Organizaciones ambientales advirtieron sobre la falta de debate legislativo en torno a la protección de los recursos oceánicos del país, durante el conversatorio “La Agenda de la pesca en el Congreso de la Nación”, realizado el martes en el Salón Frondizi Moreno del Senado de la Nación. El encuentro contó con el respaldo de la senadora nacional por Chubut, Edith Terenzi, quien cedió el espacio en la Cámara Alta para visibilizar el reclamo de transparencia institucional, en sintonía con el planteo que viene realizando el diputado Maximiliano Ferraro.
Un proyecto frenado en comisión
El eje del reclamo es la inactividad de la Comisión de Intereses Marítimos, Fluviales, Pesqueros y Portuarios de la Cámara de Diputados, presidida por el legislador de La Libertad Avanza César Treffinger. Ese espacio todavía no avanzó con el tratamiento de una iniciativa que busca hacer públicos los permisos, los antecedentes y las sanciones de toda la flota pesquera comercial.

La propuesta pertenece al diputado de la CC ARI, Maximiliano Ferraro, quien utilizó la jornada intersectorial para insistir en la necesidad de avanzar con esta herramienta y fomentar el acceso a la información oficial.

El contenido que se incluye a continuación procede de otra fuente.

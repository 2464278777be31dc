//! The task queue owned by the orchestrator.

use super::entities::{Task, TaskOutput};
use super::payload::TaskPayload;
use super::value_objects::{TaskId, TaskOrigin, TaskStatus};
use crate::core::error::DomainError;
use crate::retrieval::Evidence;
use serde::{Deserialize, Serialize};

/// Tasks of one run, in creation order. Tasks are never removed.
#[derive(Debug, Clone, Default, Serialize, Deserialize)]
pub struct TaskQueue {
    tasks: Vec<Task>,
}

impl TaskQueue {
    pub fn new() -> Self {
        Self::default()
    }

    /// Create a pending task and return its id.
    pub fn enqueue(&mut self, payload: TaskPayload, origin: TaskOrigin) -> TaskId {
        let id = TaskId::new(self.tasks.len() as u64 + 1);
        self.tasks.push(Task::new(id, payload, origin));
        id
    }

    pub fn get(&self, id: TaskId) -> Option<&Task> {
        let index = usize::try_from(id.value()).ok()?.checked_sub(1)?;
        self.tasks.get(index)
    }

    fn get_mut(&mut self, id: TaskId) -> Result<&mut Task, DomainError> {
        let index = usize::try_from(id.value())
            .ok()
            .and_then(|v| v.checked_sub(1));
        index
            .and_then(|i| self.tasks.get_mut(i))
            .ok_or_else(|| DomainError::UnknownTask(id.to_string()))
    }

    pub fn tasks(&self) -> &[Task] {
        &self.tasks
    }

    pub fn len(&self) -> usize {
        self.tasks.len()
    }

    pub fn is_empty(&self) -> bool {
        self.tasks.is_empty()
    }

    /// Pending search and scrape tasks, in creation order.
    pub fn pending_retrieval(&self) -> Vec<TaskId> {
        self.tasks
            .iter()
            .filter(|t| t.status() == TaskStatus::Pending && t.kind().is_retrieval())
            .map(Task::id)
            .collect()
    }

    pub fn start(&mut self, id: TaskId) -> Result<(), DomainError> {
        self.get_mut(id)?.start()
    }

    pub fn complete(&mut self, id: TaskId, output: TaskOutput) -> Result<(), DomainError> {
        self.get_mut(id)?.complete(output)
    }

    pub fn fail(&mut self, id: TaskId, error: impl Into<String>) -> Result<(), DomainError> {
        self.get_mut(id)?.fail(error)
    }

    pub fn count_by_status(&self, status: TaskStatus) -> usize {
        self.tasks.iter().filter(|t| t.status() == status).count()
    }

    pub fn retrieval_count(&self, status: TaskStatus) -> usize {
        self.tasks
            .iter()
            .filter(|t| t.kind().is_retrieval() && t.status() == status)
            .count()
    }

    /// All evidence from finished retrieval tasks, in task creation order.
    ///
    /// A scrape task contributes one item per retrieved page; a search task
    /// contributes its result set as a single item unless it came back empty.
    pub fn evidence(&self) -> Vec<Evidence> {
        let mut evidence = Vec::new();
        for task in &self.tasks {
            if task.status() != TaskStatus::Done {
                continue;
            }
            match task.output() {
                Some(TaskOutput::SearchResults { query, hits }) if !hits.is_empty() => {
                    evidence.push(Evidence::from_search(task.id(), query, hits));
                }
                Some(TaskOutput::Pages { pages, .. }) => {
                    evidence.extend(pages.iter().map(|p| Evidence::from_page(task.id(), p)));
                }
                _ => {}
            }
        }
        evidence
    }
}
//! What a research run returns to its caller.

use crate::retrieval::Evidence;
use crate::task::Task;
use crate::validation::ValidationResult;
use serde::{Deserialize, Serialize};
use thiserror::Error;

/// Category of a run-fatal error
#[derive(Debug, Clone, Copy, PartialEq, Eq, Hash, Serialize, Deserialize)]
#[serde(rename_all = "snake_case")]
pub enum RunErrorKind {
    /// The planner call failed or returned output that broke its schema
    PlannerFailed,
    /// Synthesis produced no usable summary
    SynthesisFailed,
    /// The page cache could not be read or written
    CacheCorrupted,
    /// The run was cancelled from outside
    Cancelled,
    /// The run deadline passed
    TimedOut,
    /// The state machine was asked to make an illegal move
    InvalidTransition,
}

impl RunErrorKind {
    pub fn as_str(&self) -> &'static str {
        match self {
            RunErrorKind::PlannerFailed => "planner_failed",
            RunErrorKind::SynthesisFailed => "synthesis_failed",
            RunErrorKind::CacheCorrupted => "cache_corrupted",
            RunErrorKind::Cancelled => "cancelled",
            RunErrorKind::TimedOut => "timed_out",
            RunErrorKind::InvalidTransition => "invalid_transition",
        }
    }
}

impl std::fmt::Display for RunErrorKind {
    fn fmt(&self, f: &mut std::fmt::Formatter<'_>) -> std::fmt::Result {
        write!(f, "{}", self.as_str())
    }
}

/// Structured error surfaced to the caller when a run fails
#[derive(Error, Debug, Clone, PartialEq, Eq, Serialize, Deserialize)]
#[error("{kind}: {message}")]
pub struct RunError {
    pub kind: RunErrorKind,
    pub message: String,
}

impl RunError {
    pub fn new(kind: RunErrorKind, message: impl Into<String>) -> Self {
        Self {
            kind,
            message: message.into(),
        }
    }

    pub fn cancelled() -> Self {
        Self::new(RunErrorKind::Cancelled, "Run cancelled")
    }

    pub fn is_cancelled(&self) -> bool {
        self.kind == RunErrorKind::Cancelled
    }
}

/// Final report of a complex request
#[derive(Debug, Clone, Serialize, Deserialize)]
pub struct ResearchReport {
    pub objective: String,
    pub summary: String,
    /// Advisory; absent when validation itself failed
    pub validation: Option<ValidationResult>,
    pub validation_error: Option<String>,
    /// The round ceiling was hit before synthesis reported completion
    pub possibly_incomplete: bool,
    pub rounds: u32,
    pub evidence: Vec<Evidence>,
    /// Every task of the run, kept for auditing
    pub tasks: Vec<Task>,
}

impl ResearchReport {
    /// Distinct evidence sources in the order they were first retrieved
    pub fn sources(&self) -> Vec<&str> {
        let mut seen = Vec::new();
        for label in self.evidence.iter().map(|e| e.source.label()) {
            if !seen.contains(&label) {
                seen.push(label);
            }
        }
        seen
    }
}

/// Successful end of a run
#[derive(Debug, Clone, Serialize, Deserialize)]
#[serde(tag = "kind", rename_all = "snake_case")]
pub enum RunOutcome {
    DirectAnswer { text: String },
    Clarification { questions: Vec<String> },
    Report(ResearchReport),
}
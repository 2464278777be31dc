//! Port definitions (interfaces for external adapters)

pub mod agents;
pub mod collaborators;
pub mod completion_gateway;
pub mod conversation_logger;
pub mod page_cache;
pub mod progress;
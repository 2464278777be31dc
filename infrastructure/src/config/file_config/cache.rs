//! Page cache configuration from TOML (`[cache]` section)

use serde::{Deserialize, Serialize};
use std::path::PathBuf;

#[derive(Debug, Clone, Copy, Default, PartialEq, Eq, Serialize, Deserialize)]
#[serde(rename_all = "lowercase")]
pub enum CacheBackend {
    /// JSON file kept across runs
    #[default]
    File,
    /// Process-local; forgotten on exit
    Memory,
}

#[derive(Debug, Clone, Default, PartialEq, Serialize, Deserialize)]
#[serde(default)]
pub struct FileCacheConfig {
    pub backend: CacheBackend,
    /// Cache file for the file backend; defaults to the platform cache dir
    pub path: Option<PathBuf>,
}
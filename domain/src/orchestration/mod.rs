//! Research run orchestration domain
//!
//! The run state machine, its configuration and what a run hands back to
//! the caller. The control loop that drives these types lives in the
//! application layer.

pub mod config;
pub mod outcome;
pub mod phase;
pub mod state;
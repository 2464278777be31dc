//! Validation results.
//!
//! The overall [`Verdict`] is always derived from the per-claim checks, so a
//! result can never report `Verified` while flagging a claim.

mod citations;

pub use citations::{CitationReport, extract_citations};

use crate::core::error::DomainError;
use crate::core::json::parse_strict;
use serde::{Deserialize, Serialize};

/// Outcome of checking one claim against its citation
#[derive(Debug, Clone, PartialEq, Eq, Serialize, Deserialize)]
pub struct ClaimCheck {
    pub claim: String,
    #[serde(default)]
    pub citation: Option<String>,
    pub supported: bool,
    #[serde(default)]
    pub note: Option<String>,
}

impl ClaimCheck {
    pub fn supported(claim: impl Into<String>, citation: impl Into<String>) -> Self {
        Self {
            claim: claim.into(),
            citation: Some(citation.into()),
            supported: true,
            note: None,
        }
    }

    pub fn unsupported(claim: impl Into<String>, note: impl Into<String>) -> Self {
        Self {
            claim: claim.into(),
            citation: None,
            supported: false,
            note: Some(note.into()),
        }
    }
}

#[derive(Debug, Clone, Copy, PartialEq, Eq, Hash, Serialize, Deserialize)]
#[serde(rename_all = "snake_case")]
pub enum Verdict {
    Verified,
    IssuesFound,
}

impl Verdict {
    pub fn as_str(&self) -> &'static str {
        match self {
            Verdict::Verified => "verified",
            Verdict::IssuesFound => "issues_found",
        }
    }
}

impl std::fmt::Display for Verdict {
    fn fmt(&self, f: &mut std::fmt::Formatter<'_>) -> std::fmt::Result {
        write!(f, "{}", self.as_str())
    }
}

/// Advisory verdict on a final summary
#[derive(Debug, Clone, PartialEq, Eq, Serialize, Deserialize)]
pub struct ValidationResult {
    checks: Vec<ClaimCheck>,
    verdict: Verdict,
    flagged: Vec<String>,
}

impl ValidationResult {
    pub fn from_checks(checks: Vec<ClaimCheck>) -> Self {
        let flagged: Vec<String> = checks
            .iter()
            .filter(|c| !c.supported)
            .map(|c| c.claim.clone())
            .collect();
        let verdict = if flagged.is_empty() {
            Verdict::Verified
        } else {
            Verdict::IssuesFound
        };
        Self {
            checks,
            verdict,
            flagged,
        }
    }

    pub fn checks(&self) -> &[ClaimCheck] {
        &self.checks
    }

    pub fn verdict(&self) -> Verdict {
        self.verdict
    }

    /// Claims with no supporting evidence
    pub fn flagged(&self) -> &[String] {
        &self.flagged
    }

    /// Add a failed check for every citation that points at no listed source.
    pub fn merge_citation_report(self, report: &CitationReport) -> Self {
        let missing = report.missing_sources();
        if missing.is_empty() {
            return self;
        }
        let mut checks = self.checks;
        checks.extend(missing.into_iter().map(|n| ClaimCheck {
            claim: format!("Citation [{n}]"),
            citation: Some(format!("[{n}]")),
            supported: false,
            note: Some("cited number has no entry in the source list".to_string()),
        }));
        Self::from_checks(checks)
    }
}

#[derive(Debug, Deserialize)]
#[serde(deny_unknown_fields)]
struct ValidationOutput {
    claims: Vec<ClaimOutput>,
}

#[derive(Debug, Deserialize)]
#[serde(deny_unknown_fields)]
struct ClaimOutput {
    claim: String,
    citation: Option<String>,
    supported: bool,
    #[serde(default)]
    note: Option<String>,
}

/// Parse raw validator output of the shape `{"claims": [...]}`.
pub fn parse_validation_result(raw: &str) -> Result<ValidationResult, DomainError> {
    let output: ValidationOutput = parse_strict(raw, "validation output")?;
    let checks = output
        .claims
        .into_iter()
        .map(|c| ClaimCheck {
            claim: c.claim.trim().to_string(),
            citation: c.citation.filter(|s| !s.trim().is_empty()),
            supported: c.supported,
            note: c.note.filter(|s| !s.trim().is_empty()),
        })
        .collect();
    Ok(ValidationResult::from_checks(checks))
}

Según explicó, la apertura de datos es una condición indispensable para garantizar una pesca sostenible en el tiempo, dado que se trata de la explotación de un recurso natural público. El legislador remarcó que buena parte de esa información ya está en poder del Estado, y que el proyecto apunta a ordenarla, actualizarla y hacerla accesible para toda la sociedad.

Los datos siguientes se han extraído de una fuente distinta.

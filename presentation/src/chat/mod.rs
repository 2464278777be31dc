//! Interactive chat module
//!
//! Provides a reedline-based interactive chat interface.

mod repl;

pub use repl::{ChatRepl, ReplCommand, record_outcome};
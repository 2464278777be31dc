//! Page cache adapters.

mod file;
mod memory;

pub use file::FilePageCache;
pub use memory::InMemoryPageCache;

El monopolio estatal de la información
El reclamo cuenta con el respaldo del Círculo de Políticas Ambientales y de la fundación Sin Azul No Hay Verde. Consuelo Bilbao, directora política del Círculo, cuestionó que el Estado no solo administre los recursos marítimos sino que también concentre y monopolice la información necesaria para auditar el manejo de las licencias. Según planteó, la participación ciudadana en las decisiones del sector pesquero es prácticamente nula.
Bilbao también señaló que las organizaciones civiles no tienen acceso al Consejo Federal Pesquero ni conocen la integración de las comisiones técnicas donde se definen las decisiones operativas, y lamentó que Argentina sea el único país de la región cuya flota industrial se niega a publicar los datos de sus embarcaciones en un registro abierto.
Desde Sin Azul No Hay Verde, el coordinador Juan Coustet cuestionó que el titular de la comisión legislativa evite tratar este tipo de proyectos y advirtió que, sin datos de acceso irrestricto, resulta muy difícil evaluar el impacto ambiental real que generan las flotas frente a las costas patagónicas.
Transparencia contra la corrupción
Ferraro fundamentó la necesidad de abrir los registros al señalar que resulta paradójico que, muchas veces, para conocer información básica sobre la propia flota nacional haya que recurrir a certificadoras, organismos internacionales o plataformas privadas. El diputado sostuvo que hacer pública esa información no perjudica al sector productivo, sino que protege a quienes cumplen las reglas y permite diferenciarlos de quienes operan al margen de ellas. A su criterio, la medida reduciría de forma drástica los márgenes de discrecionalidad y los riesgos de corrupción en la administración de un recurso público.
El legislador insistió además en la urgencia de terminar con los vacíos normativos que facilitan el ocultamiento corporativo, y fue contundente al definir el objetivo de su iniciativa: saber quién pesca, con qué permisos, qué cuotas tiene, quiénes son los titulares y cuáles son sus antecedentes y sanciones.
Trazabilidad para sostener exportaciones y empleo
El encuentro también sirvió para poner en discusión la protección oceánica como motor económico estratégico. El sector pesquero argentino exporta cerca del noventa por ciento de sus capturas y genera ingresos récord que superan los dos mil millones de dólares al año.
Para sostener ese volumen de ventas en mercados internacionales cada vez más exigentes, Ferraro calificó a la trazabilidad como una deuda histórica del Congreso e impulsa un sistema capaz de seguir el producto a lo largo de toda la cadena, desde el momento de la captura hasta la comercialización final.
“Para las provincias pesqueras, cuidar el recurso significa proteger también el trabajo, la producción y el futuro de la actividad a lo largo de todo el litoral marítimo. Necesitamos contar con información confiable para que nuestros mares sigan siendo productivos para las próximas generaciones”, concluyó el diputado.